Having The Ability To Correct Information
Due to the internet being a generally anonymous place, there are often times when someone has incorrect information posted about them. Therefore, GDPR allows a data subject to request a correction. This is also used when an organization displays erroneous information. You can request that they correct it, and they have one month to comply. Similar exemptions to the right to access apply here.
The Right To Erase Data
An individual may request that information being stored in them is completely erased. Whatever the request, an organization must comply, and it is more commonly known as the right to be forgotten. Some examples of why an individual might want to be erased includes:
- The information was collected unlawfully.
- The individual no longer agrees to their information being stored.
- The way the data was collected is no longer lawful (even if it was when gathered).
The Ability To Restrict What Is Processed
Organizations may limit how they use personal data if individuals request it. An individual may use this method instead of asking for the erasure of their data when confronted with inaccurate personal information. Individuals can exercise this right when they have stopped using a product or service for which the information was collected, but the organization needs it for legal reasons.
The Ability To Transfer Your Personal Data
Whenever you change organizations, you can request that your records be transferred from one to the other. You can use this in conjunction with the power of erasure and to access information.
Having The The Right Of Objections
Individuals may request an objection to an organization that pertains to how they use the data. However, a data subject must have grounds for doing so, and if the organization needs this data for legal reasons, they could override your request. Unless organizations can prove a compelling reason for processing information that trumps each individual’s interests, rights, and freedoms, they must cease processing information.

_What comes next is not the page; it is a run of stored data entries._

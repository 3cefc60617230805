//! Package version numbers.
//!
//! Versions in this ecosystem are dot- or dash-separated numeric components
//! (`1.2.3`, `0.9-14`, `2.0`) with an optional trailing pre-release tag. The
//! original text is preserved for display, so `1.2-3` prints as written.

use serde::{Deserialize, Deserializer, Serialize, Serializer};
use std::cmp::Ordering;
use std::fmt;
use std::hash::{Hash, Hasher};
use std::str::FromStr;
use thiserror::Error;

/// Package version: numeric components plus an optional pre-release tag
#[derive(Debug, Clone)]
pub struct Version {
    components: Vec<u64>,
    prerelease: Option<String>,
    text: String,
}

/// Version and constraint parsing errors
#[derive(Error, Debug, Clone, PartialEq, Eq)]
pub enum VersionError {
    #[error("Malformed version '{input}': {reason}")]
    MalformedVersion { input: String, reason: String },

    #[error("Malformed constraint '{input}': {reason}")]
    MalformedConstraint { input: String, reason: String },
}

impl VersionError {
    fn version(input: &str, reason: impl Into<String>) -> Self {
        VersionError::MalformedVersion {
            input: input.to_string(),
            reason: reason.into(),
        }
    }
}

impl Version {
    /// Parse a version string
    pub fn parse(input: &str) -> Result<Self, VersionError> {
        input.parse()
    }

    /// Build a version from numeric components, rendered dot-separated
    pub fn from_components(components: Vec<u64>) -> Self {
        let text = components
            .iter()
            .map(u64::to_string)
            .collect::<Vec<_>>()
            .join(".");
        Self {
            components,
            prerelease: None,
            text,
        }
    }

    /// Numeric components as written (no implicit trailing zeros)
    pub fn components(&self) -> &[u64] {
        &self.components
    }

    /// Pre-release tag, if any
    pub fn prerelease(&self) -> Option<&str> {
        self.prerelease.as_deref()
    }

    /// Check if this is a prerelease version
    pub fn is_prerelease(&self) -> bool {
        self.prerelease.is_some()
    }

    /// Original text of the version
    pub fn as_str(&self) -> &str {
        &self.text
    }

    /// Components with trailing zeros removed; `2`, `2.0` and `2.0.0` share one key
    fn significant(&self) -> &[u64] {
        let end = self
            .components
            .iter()
            .rposition(|&c| c != 0)
            .map_or(0, |i| i + 1);
        &self.components[..end]
    }
}

impl FromStr for Version {
    type Err = VersionError;

    fn from_str(s: &str) -> Result<Self, Self::Err> {
        let input = s.trim();
        if input.is_empty() {
            return Err(VersionError::version(s, "empty version"));
        }

        let mut components = Vec::new();
        let mut prerelease = None;
        let mut offset = 0;

        for token in input.split(['.', '-']) {
            if token.is_empty() {
                return Err(VersionError::version(input, "empty component"));
            }
            if token.bytes().all(|b| b.is_ascii_digit()) {
                let value = token
                    .parse::<u64>()
                    .map_err(|_| VersionError::version(input, "numeric component overflows"))?;
                components.push(value);
                offset += token.len() + 1;
                continue;
            }

            // The first non-numeric component starts the pre-release tag
            if components.is_empty() {
                return Err(VersionError::version(input, "no leading numeric component"));
            }
            let tag = &input[offset..];
            if !tag
                .chars()
                .all(|c| c.is_ascii_alphanumeric() || c == '.' || c == '-' || c == '_')
            {
                return Err(VersionError::version(input, "invalid pre-release tag"));
            }
            prerelease = Some(tag.to_string());
            break;
        }

        Ok(Version {
            components,
            prerelease,
            text: input.to_string(),
        })
    }
}

impl fmt::Display for Version {
    fn fmt(&self, f: &mut fmt::Formatter<'_>) -> fmt::Result {
        f.write_str(&self.text)
    }
}

impl PartialEq for Version {
    fn eq(&self, other: &Self) -> bool {
        self.cmp(other) == Ordering::Equal
    }
}

impl Eq for Version {}

impl Hash for Version {
    fn hash<H: Hasher>(&self, state: &mut H) {
        self.significant().hash(state);
        self.prerelease.hash(state);
    }
}

impl PartialOrd for Version {
    fn partial_cmp(&self, other: &Self) -> Option<Ordering> {
        Some(self.cmp(other))
    }
}

impl Ord for Version {
    fn cmp(&self, other: &Self) -> Ordering {
        let len = self.components.len().max(other.components.len());
        for i in 0..len {
            let a = self.components.get(i).copied().unwrap_or(0);
            let b = other.components.get(i).copied().unwrap_or(0);
            match a.cmp(&b) {
                Ordering::Equal => continue,
                ord => return ord,
            }
        }

        match (&self.prerelease, &other.prerelease) {
            (None, None) => Ordering::Equal,
            (Some(_), None) => Ordering::Less, // prerelease < normal
            (None, Some(_)) => Ordering::Greater, // normal > prerelease
            (Some(a), Some(b)) => a.cmp(b),    // lexical comparison
        }
    }
}

impl Serialize for Version {
    fn serialize<S: Serializer>(&self, serializer: S) -> Result<S::Ok, S::Error> {
        serializer.serialize_str(&self.text)
    }
}

impl<'de> Deserialize<'de> for Version {
    fn deserialize<D: Deserializer<'de>>(deserializer: D) -> Result<Self, D::Error> {
        let text = String::deserialize(deserializer)?;
        text.parse().map_err(serde::de::Error::custom)
    }
}


#[cfg(test)]
mod property_tests {
    use super::*;
    use proptest::prelude::*;

    fn version_text() -> impl Strategy<Value = String> {
        (
            prop::collection::vec(0u64..50, 1..5),
            prop::option::of("[a-z]{1,4}[0-9]?"),
        )
            .prop_map(|(components, pre)| {
                let mut text = components
                    .iter()
                    .map(u64::to_string)
                    .collect::<Vec<_>>()
                    .join(".");
                if let Some(pre) = pre {
                    text.push('-');
                    text.push_str(&pre);
                }
                text
            })
    }

    proptest! {
        #[test]
        fn version_text_round_trip(text in version_text()) {
            let parsed = Version::parse(&text).unwrap();
            prop_assert_eq!(parsed.to_string(), text);
        }

        #[test]
        fn version_ordering_is_total(a in version_text(), b in version_text()) {
            let a = Version::parse(&a).unwrap();
            let b = Version::parse(&b).unwrap();
            prop_assert_eq!(a.cmp(&b), b.cmp(&a).reverse());
            prop_assert_eq!(a == b, a.cmp(&b) == Ordering::Equal);
        }

        #[test]
        fn version_comparison_transitivity(
            a in version_text(),
            b in version_text(),
            c in version_text(),
        ) {
            let a = Version::parse(&a).unwrap();
            let b = Version::parse(&b).unwrap();
            let c = Version::parse(&c).unwrap();

            if a < b && b < c {
                prop_assert!(a < c, "Transitivity violated: {} < {} < {} but {} >= {}", a, b, c, a, c);
            }
        }

        #[test]
        fn parse_never_panics(input in ".{0,16}") {
            let _ = Version::parse(&input);
        }
    }
}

Having Rights Regarding Automated Decisions
Although strict rules already exist involving profiling, it is sometimes the case that automated systems carry this out inductively. A data subject may request to review how the information is being processed if they feel that profiling has occurred. An organization must comply with this request and may even have to fix their automated systems if they are found to be profiling people based on their data.
In response to the increased awareness about the amount of data that organizations collect about them, more individuals are demanding greater control over the use of that data. GDPR was the response to this, and as a result, data subjects can request information about what data is collected, how they use it, and ultimately decide to modify or erase it under GDPR.